▸ Directions for this task
Write out every entry exactly as it stands.

----- Raw data -----

use chrono::{DateTime, Utc};
use serde::{Deserialize, Serialize};

#[derive(Clone, Debug, PartialEq, Serialize, Deserialize)]
pub struct AttendeeRecord {
    pub id: String,
    pub name: String,
    #[serde(rename = "created_at")]
    pub created_at: DateTime<Utc>,
    #[serde(rename = "face_photo_url", default)]
    pub packed_identity: String,
    #[serde(rename = "is_winner", default)]
    pub is_winner: bool,
}

#[derive(Clone, Debug, PartialEq, Serialize)]
pub struct NewAttendee {
    pub name: String,
    #[serde(rename = "face_photo_url")]
    pub packed_identity: String,
    #[serde(rename = "is_winner")]
    pub is_winner: bool,
}

#[derive(Clone, Debug, Default, PartialEq, Serialize)]
pub struct AttendeePatch {
    #[serde(skip_serializing_if = "Option::is_none")]
    pub name: Option<String>,
    #[serde(rename = "face_photo_url", skip_serializing_if = "Option::is_none")]
    pub packed_identity: Option<String>,
    #[serde(rename = "is_winner", skip_serializing_if = "Option::is_none")]
    pub is_winner: Option<bool>,
}

impl AttendeePatch {
    pub fn rename(name: impl Into<String>) -> Self {
        Self {
            name: Some(name.into()),
            ..Self::default()
        }
    }

    pub fn winner() -> Self {
        Self {
            is_winner: Some(true),
            ..Self::default()
        }
    }
}

#[derive(Clone, Debug, PartialEq, Eq, Serialize)]
pub struct Identity {
    #[serde(rename = "sprite")]
    pub sprite_name: String,
    #[serde(rename = "photoUrl")]
    pub photo_url: Option<String>,
}

#[derive(Clone, Copy, Debug, PartialEq, Serialize)]
pub struct Point {
    pub x: f32,
    pub y: f32,
}

impl Point {
    pub fn new(x: f32, y: f32) -> Self {
        Self { x, y }
    }
}

#[derive(Clone, Copy, Debug, PartialEq, Eq, Serialize)]
#[serde(rename_all = "snake_case")]
pub enum Facing {
    Left,
    Right,
}

impl Facing {
    pub fn sign(self) -> i8 {
        match self {
            Self::Left => -1,
            Self::Right => 1,
        }
    }
}

/// Local-only simulation state. Created once per attendee id and carried
/// through every reconciliation while that id stays on the roster.
#[derive(Clone, Copy, Debug, PartialEq)]
pub struct MotionState {
    pub position: Point,
    pub target: Point,
    pub speed: f32,
    pub facing: Facing,
    pub held: bool,
}

#[derive(Clone, Debug, PartialEq)]
pub struct AnimatedEntity {
    pub id: String,
    pub name: String,
    pub created_at: DateTime<Utc>,
    pub identity: Identity,
    pub is_winner: bool,
    pub motion: MotionState,
}

#[derive(Clone, Copy, Debug, PartialEq, Eq, Serialize)]
#[serde(rename_all = "snake_case")]
pub enum SyncMode {
    Push,
    Poll,
}

#[derive(Clone, Copy, Debug, PartialEq, Eq, Serialize)]
#[serde(rename_all = "snake_case")]
pub enum DrawPhase {
    Idle,
    Spinning,
    Revealed,
}

#[derive(Clone, Debug, PartialEq, Eq, Serialize)]
#[serde(tag = "state", content = "reason", rename_all = "snake_case")]
pub enum CommitStatus {
    Pending,
    Committed,
    Failed(String),
}

#[derive(Clone, Debug, Serialize)]
pub struct EntityView {
    pub id: String,
    pub name: String,
    #[serde(rename = "createdAt")]
    pub created_at: DateTime<Utc>,
    #[serde(flatten)]
    pub identity: Identity,
    #[serde(rename = "isWinner")]
    pub is_winner: bool,
    pub x: f32,
    pub y: f32,
    pub facing: i8,
    pub held: bool,
}

impl From<&AnimatedEntity> for EntityView {
    fn from(entity: &AnimatedEntity) -> Self {
        Self {
            id: entity.id.clone(),
            name: entity.name.clone(),
            created_at: entity.created_at,
            identity: entity.identity.clone(),
            is_winner: entity.is_winner,
            x: entity.motion.position.x,
            y: entity.motion.position.y,
            facing: entity.motion.facing.sign(),
            held: entity.motion.held,
        }
    }
}

#[derive(Clone, Debug, Serialize)]
pub struct DrawView {
    pub phase: DrawPhase,
    #[serde(rename = "candidateId")]
    pub candidate_id: Option<String>,
    #[serde(rename = "winnerId")]
    pub winner_id: Option<String>,
    pub commit: Option<CommitStatus>,
}

#[derive(Clone, Debug, Serialize)]
pub struct SceneView {
    pub tick: u64,
    pub sync: SyncMode,
    #[serde(rename = "lastSyncedAt")]
    pub last_synced_at: Option<DateTime<Utc>>,
    #[serde(rename = "lastFetchError")]
    pub last_fetch_error: Option<String>,
    pub entities: Vec<EntityView>,
    pub draw: DrawView,
}

impl SceneView {
    pub fn empty(sync: SyncMode) -> Self {
        Self {
            tick: 0,
            sync,
            last_synced_at: None,
            last_fetch_error: None,
            entities: Vec::new(),
            draw: DrawView {
                phase: DrawPhase::Idle,
                candidate_id: None,
                winner_id: None,
                commit: None,
            },
        }
    }

    pub fn entity(&self, id: &str) -> Option<&EntityView> {
        self.entities.iter().find(|entity| entity.id == id)
    }
}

-----

▸ Task answer
use chrono::{DateTime, Utc};
use serde::{Deserialize, Serialize};

#[derive(Clone, Debug, PartialEq, Serialize, Deserialize)]
pub struct AttendeeRecord {
    pub id: String,
    pub name: String,
    #[serde(rename = "created_at")]
    pub created_at: DateTime<Utc>,
    #[serde(rename = "face_photo_url", default)]
    pub packed_identity: String,
    #[serde(rename = "is_winner", default)]
    pub is_winner: bool,
}

#[derive(Clone, Debug, PartialEq, Serialize)]
pub struct NewAttendee {
    pub name: String,
    #[serde(rename = "face_photo_url")]
    pub packed_identity: String,
    #[serde(rename = "is_winner")]
    pub is_winner: bool,
}

#[derive(Clone, Debug, Default, PartialEq, Serialize)]
pub struct AttendeePatch {
    #[serde(skip_serializing_if = "Option::is_none")]
    pub name: Option<String>,
    #[serde(rename = "face_photo_url", skip_serializing_if = "Option::is_none")]
    pub packed_identity: Option<String>,
    #[serde(rename = "is_winner", skip_serializing_if = "Option::is_none")]
    pub is_winner: Option<bool>,
}

impl AttendeePatch {
    pub fn rename(name: impl Into<String>) -> Self {
        Self {
            name: Some(name.into()),
            ..Self::default()
        }
    }

    pub fn winner() -> Self {
        Self {
            is_winner: Some(true),
            ..Self::default()
        }
    }
}

#[derive(Clone, Debug, PartialEq, Eq, Serialize)]
pub struct Identity {
    #[serde(rename = "sprite")]
    pub sprite_name: String,
    #[serde(rename = "photoUrl")]
    pub photo_url: Option<String>,
}

#[derive(Clone, Copy, Debug, PartialEq, Serialize)]
pub struct Point {
    pub x: f32,
    pub y: f32,
}

impl Point {
    pub fn new(x: f32, y: f32) -> Self {
        Self { x, y }
    }
}

#[derive(Clone, Copy, Debug, PartialEq, Eq, Serialize)]
#[serde(rename_all = "snake_case")]
pub enum Facing {
    Left,
    Right,
}

impl Facing {
    pub fn sign(self) -> i8 {
        match self {
            Self::Left => -1,
            Self::Right => 1,
        }
    }
}

/// Local-only simulation state. Created once per attendee id and carried
/// through every reconciliation while that id stays on the roster.
#[derive(Clone, Copy, Debug, PartialEq)]
pub struct MotionState {
    pub position: Point,
    pub target: Point,
    pub speed: f32,
    pub facing: Facing,
    pub held: bool,
}

#[derive(Clone, Debug, PartialEq)]
pub struct AnimatedEntity {
    pub id: String,
    pub name: String,
    pub created_at: DateTime<Utc>,
    pub identity: Identity,
    pub is_winner: bool,
    pub motion: MotionState,
}

#[derive(Clone, Copy, Debug, PartialEq, Eq, Serialize)]
#[serde(rename_all = "snake_case")]
pub enum SyncMode {
    Push,
    Poll,
}

#[derive(Clone, Copy, Debug, PartialEq, Eq, Serialize)]
#[serde(rename_all = "snake_case")]
pub enum DrawPhase {
    Idle,
    Spinning,
    Revealed,
}

#[derive(Clone, Debug, PartialEq, Eq, Serialize)]
#[serde(tag = "state", content = "reason", rename_all = "snake_case")]
pub enum CommitStatus {
    Pending,
    Committed,
    Failed(String),
}

#[derive(Clone, Debug, Serialize)]
pub struct EntityView {
    pub id: String,
    pub name: String,
    #[serde(rename = "createdAt")]
    pub created_at: DateTime<Utc>,
    #[serde(flatten)]
    pub identity: Identity,
    #[serde(rename = "isWinner")]
    pub is_winner: bool,
    pub x: f32,
    pub y: f32,
    pub facing: i8,
    pub held: bool,
}

impl From<&AnimatedEntity> for EntityView {
    fn from(entity: &AnimatedEntity) -> Self {
        Self {
            id: entity.id.clone(),
            name: entity.name.clone(),
            created_at: entity.created_at,
            identity: entity.identity.clone(),
            is_winner: entity.is_winner,
            x: entity.motion.position.x,
            y: entity.motion.position.y,
            facing: entity.motion.facing.sign(),
            held: entity.motion.held,
        }
    }
}

#[derive(Clone, Debug, Serialize)]
pub struct DrawView {
    pub phase: DrawPhase,
    #[serde(rename = "candidateId")]
    pub candidate_id: Option<String>,
    #[serde(rename = "winnerId")]
    pub winner_id: Option<String>,
    pub commit: Option<CommitStatus>,
}

#[derive(Clone, Debug, Serialize)]
pub struct SceneView {
    pub tick: u64,
    pub sync: SyncMode,
    #[serde(rename = "lastSyncedAt")]
    pub last_synced_at: Option<DateTime<Utc>>,
    #[serde(rename = "lastFetchError")]
    pub last_fetch_error: Option<String>,
    pub entities: Vec<EntityView>,
    pub draw: DrawView,
}

impl SceneView {
    pub fn empty(sync: SyncMode) -> Self {
        Self {
            tick: 0,
            sync,
            last_synced_at: None,
            last_fetch_error: None,
            entities: Vec::new(),
            draw: DrawView {
                phase: DrawPhase::Idle,
                candidate_id: None,
                winner_id: None,
                commit: None,
            },
        }
    }

    pub fn entity(&self, id: &str) -> Option<&EntityView> {
        self.entities.iter().find(|entity| entity.id == id)
    }
}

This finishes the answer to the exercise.